__Listed records__:
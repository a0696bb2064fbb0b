//! Integration tests for patientdesk
//!
//! End-to-end flows through the command adapter over temporary
//! directories: store lifecycle, intake registration, filtering,
//! statistics and export snapshots.

use patientdesk::app::{self, AppState};
use patientdesk::commands;
use patientdesk::config::StoreConfig;
use patientdesk::services::PatientFilter;
use patientdesk::store::PatientIntake;
use tempfile::TempDir;

fn intake(name: &str, age: &str, place: &str) -> PatientIntake {
    PatientIntake {
        name: name.to_string(),
        age: age.to_string(),
        phone: String::new(),
        place: place.to_string(),
        referral_name: "Dr Rao".to_string(),
        referral_phone: String::new(),
    }
}

async fn create_test_state() -> (AppState, TempDir) {
    let temp_dir = TempDir::new().unwrap();
    let config = StoreConfig::new(
        temp_dir.path().join("store"),
        temp_dir.path().join("downloads"),
    );
    let state = app::setup(config).await.unwrap();
    (state, temp_dir)
}

#[tokio::test]
async fn test_store_lifecycle_and_intake() {
    let (state, _temp) = create_test_state().await;

    // setup created the store file with only the header
    assert!(commands::check_store_exists(&state).await);
    assert!(commands::read_patients(&state).await.is_empty());

    assert!(commands::write_patient(&state, intake("Asha", "30", "Pune")).await);
    let patients = commands::read_patients(&state).await;
    assert_eq!(patients.len(), 1);
    assert_eq!(patients[0].name, "Asha");
    assert_eq!(patients[0].s_no, "1");
    assert_eq!(patients[0].ip_no, "IP001");

    assert!(commands::write_patient(&state, intake("Ravi", "41", "Mumbai")).await);
    let patients = commands::read_patients(&state).await;
    assert_eq!(patients.len(), 2);
    // newest first
    assert_eq!(patients[0].name, "Ravi");
    assert_eq!(patients[0].ip_no, "IP002");
    assert_eq!(patients[1].name, "Asha");
}

#[tokio::test]
async fn test_initialize_resets_store() {
    let (state, _temp) = create_test_state().await;

    assert!(commands::write_patient(&state, intake("Asha", "30", "Pune")).await);
    assert!(commands::initialize_store(&state).await);
    assert!(commands::initialize_store(&state).await);

    assert!(commands::check_store_exists(&state).await);
    assert!(commands::read_patients(&state).await.is_empty());
}

#[tokio::test]
async fn test_write_rejects_invalid_intake() {
    let (state, _temp) = create_test_state().await;

    assert!(!commands::write_patient(&state, intake("", "30", "Pune")).await);
    assert!(!commands::write_patient(&state, intake("Asha", "thirty", "Pune")).await);

    assert!(commands::read_patients(&state).await.is_empty());
}

#[tokio::test]
async fn test_filter_and_stats() {
    let (state, _temp) = create_test_state().await;

    assert!(commands::write_patient(&state, intake("Asha", "30", "Pune")).await);
    assert!(commands::write_patient(&state, intake("Ravi", "41", "Mumbai")).await);

    let by_name = commands::filter_patients(
        &state,
        PatientFilter {
            name: Some("ash".to_string()),
            ..Default::default()
        },
    )
    .await;
    assert_eq!(by_name.len(), 1);
    assert_eq!(by_name[0].name, "Asha");

    let by_age = commands::filter_patients(
        &state,
        PatientFilter {
            age: Some("41".to_string()),
            ..Default::default()
        },
    )
    .await;
    assert_eq!(by_age.len(), 1);
    assert_eq!(by_age[0].name, "Ravi");

    // both visits were registered just now
    let stats = commands::get_visit_stats(&state).await;
    assert_eq!(stats.today, 2);
    assert_eq!(stats.week, 2);
    assert_eq!(stats.month, 2);
    assert_eq!(stats.total, 2);
}

#[tokio::test]
async fn test_export_snapshot_isolation_and_naming() {
    let (state, _temp) = create_test_state().await;

    assert!(commands::write_patient(&state, intake("Asha", "30", "Pune")).await);
    assert!(commands::write_patient(&state, intake("Ravi", "41", "Mumbai")).await);

    let all_path = commands::export_filtered_patients(&state, PatientFilter::default())
        .await
        .unwrap();
    assert!(all_path.exists());
    let all_name = all_path.file_name().unwrap().to_string_lossy().to_string();
    assert!(all_name.starts_with("all_patients_export_"));
    assert!(all_name.ends_with(".xlsx"));

    let filtered_path = commands::export_filtered_patients(
        &state,
        PatientFilter {
            place: Some("pune".to_string()),
            ..Default::default()
        },
    )
    .await
    .unwrap();
    let filtered_name = filtered_path
        .file_name()
        .unwrap()
        .to_string_lossy()
        .to_string();
    assert!(filtered_name.starts_with("filtered_patients_export_"));

    // exports never touch the primary store
    assert_eq!(commands::read_patients(&state).await.len(), 2);
}

#[tokio::test]
async fn test_export_with_explicit_filename() {
    let (state, temp) = create_test_state().await;

    assert!(commands::write_patient(&state, intake("Asha", "30", "Pune")).await);
    let records = commands::read_patients(&state).await;

    let path = commands::export_patients(&state, records, "visits.xlsx".to_string())
        .await
        .unwrap();

    assert_eq!(path, temp.path().join("downloads").join("visits.xlsx"));
    assert!(path.exists());

    // blank filename is refused
    assert!(commands::export_patients(&state, Vec::new(), "  ".to_string())
        .await
        .is_none());
}

#[tokio::test]
async fn test_record_wire_format_uses_camel_case() {
    let (state, _temp) = create_test_state().await;

    assert!(commands::write_patient(&state, intake("Asha", "30", "Pune")).await);
    let patients = commands::read_patients(&state).await;

    let value = serde_json::to_value(&patients[0]).unwrap();
    let object = value.as_object().unwrap();
    for key in [
        "date",
        "ipNo",
        "sNo",
        "name",
        "age",
        "phone",
        "place",
        "referralName",
        "referralPhone",
    ] {
        assert!(object.contains_key(key), "missing key {key}");
    }
}
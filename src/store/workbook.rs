//! Blocking workbook I/O
//!
//! Low-level xlsx helpers shared by the store: read a named sheet into rows
//! of cell text, write rows out as a fresh single-sheet workbook. Writes go
//! to a temp file in the destination directory and are renamed into place,
//! so a concurrent reader never observes a partial file.
//!
//! Callers run these on the blocking pool; nothing here is async.

use std::path::Path;

use anyhow::{bail, Context, Result};
use calamine::{open_workbook, Data, Reader, Xlsx};
use rust_xlsxwriter::Workbook;

/// Read every row of `sheet` as cell text. Non-text cell types are
/// normalized to their string form; empty cells become empty strings.
pub fn read_sheet_rows(path: &Path, sheet: &str) -> Result<Vec<Vec<String>>> {
    let mut workbook: Xlsx<_> =
        open_workbook(path).with_context(|| format!("open workbook {}", path.display()))?;

    if !workbook.sheet_names().iter().any(|name| name == sheet) {
        bail!("sheet {sheet:?} not found in {}", path.display());
    }

    let range = workbook
        .worksheet_range(sheet)
        .with_context(|| format!("read sheet {sheet:?} from {}", path.display()))?;

    Ok(range
        .rows()
        .map(|row| row.iter().map(cell_text).collect())
        .collect())
}

/// Write `rows` to `path` as a single-sheet workbook named `sheet`,
/// replacing any existing file.
pub fn write_sheet_rows(path: &Path, sheet: &str, rows: &[Vec<String>]) -> Result<()> {
    let mut workbook = Workbook::new();
    let worksheet = workbook.add_worksheet();
    worksheet
        .set_name(sheet)
        .with_context(|| format!("name sheet {sheet:?}"))?;

    for (row_idx, row) in rows.iter().enumerate() {
        for (col_idx, value) in row.iter().enumerate() {
            if value.is_empty() {
                continue;
            }
            worksheet
                .write_string(row_idx as u32, col_idx as u16, value.as_str())
                .with_context(|| format!("write cell ({row_idx}, {col_idx})"))?;
        }
    }

    // Write to temp file first, then rename into place.
    let temp_path = path.with_extension("xlsx.tmp");
    workbook
        .save(&temp_path)
        .with_context(|| format!("save workbook {}", temp_path.display()))?;
    std::fs::rename(&temp_path, path).with_context(|| format!("replace {}", path.display()))?;

    Ok(())
}

fn cell_text(cell: &Data) -> String {
    match cell {
        Data::Empty => String::new(),
        Data::String(text) => text.clone(),
        Data::Int(value) => value.to_string(),
        Data::Float(value) if value.fract() == 0.0 => (*value as i64).to_string(),
        Data::Float(value) => value.to_string(),
        Data::Bool(value) => value.to_string(),
        Data::DateTime(value) => value.as_f64().to_string(),
        Data::DateTimeIso(text) | Data::DurationIso(text) => text.clone(),
        Data::Error(error) => error.to_string(),
    }
}

#[cfg(test)]
mod tests {
    use super::*;
    use tempfile::TempDir;

    fn rows() -> Vec<Vec<String>> {
        vec![
            vec!["Name".to_string(), "Age".to_string(), "Place".to_string()],
            vec!["Asha".to_string(), "".to_string(), "Pune".to_string()],
        ]
    }

    #[test]
    fn write_then_read_round_trips_rows() {
        let temp_dir = TempDir::new().unwrap();
        let path = temp_dir.path().join("patients.xlsx");

        write_sheet_rows(&path, "Patients", &rows()).unwrap();
        let read_back = read_sheet_rows(&path, "Patients").unwrap();

        assert_eq!(read_back, rows());
    }

    #[test]
    fn write_replaces_previous_content() {
        let temp_dir = TempDir::new().unwrap();
        let path = temp_dir.path().join("patients.xlsx");

        write_sheet_rows(&path, "Patients", &rows()).unwrap();
        let replacement = vec![vec!["Name".to_string()]];
        write_sheet_rows(&path, "Patients", &replacement).unwrap();

        assert_eq!(read_sheet_rows(&path, "Patients").unwrap(), replacement);
    }

    #[test]
    fn read_missing_file_fails() {
        let temp_dir = TempDir::new().unwrap();
        let path = temp_dir.path().join("absent.xlsx");

        assert!(read_sheet_rows(&path, "Patients").is_err());
    }

    #[test]
    fn read_missing_sheet_fails() {
        let temp_dir = TempDir::new().unwrap();
        let path = temp_dir.path().join("patients.xlsx");
        write_sheet_rows(&path, "Patients", &rows()).unwrap();

        let result = read_sheet_rows(&path, "Visits");

        assert!(result.is_err());
    }
}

__Action item__: Reprint exactly the lines above that start at the one with "workbook. Writes go" and end at the one with "here is async.", keeping both and adding none.

__Expected output__:
//! of cell text, write rows out as a fresh single-sheet workbook. Writes go
//! to a temp file in the destination directory and are renamed into place,
//! so a concurrent reader never observes a partial file.
//!
//! Callers run these on the blocking pool; nothing here is async.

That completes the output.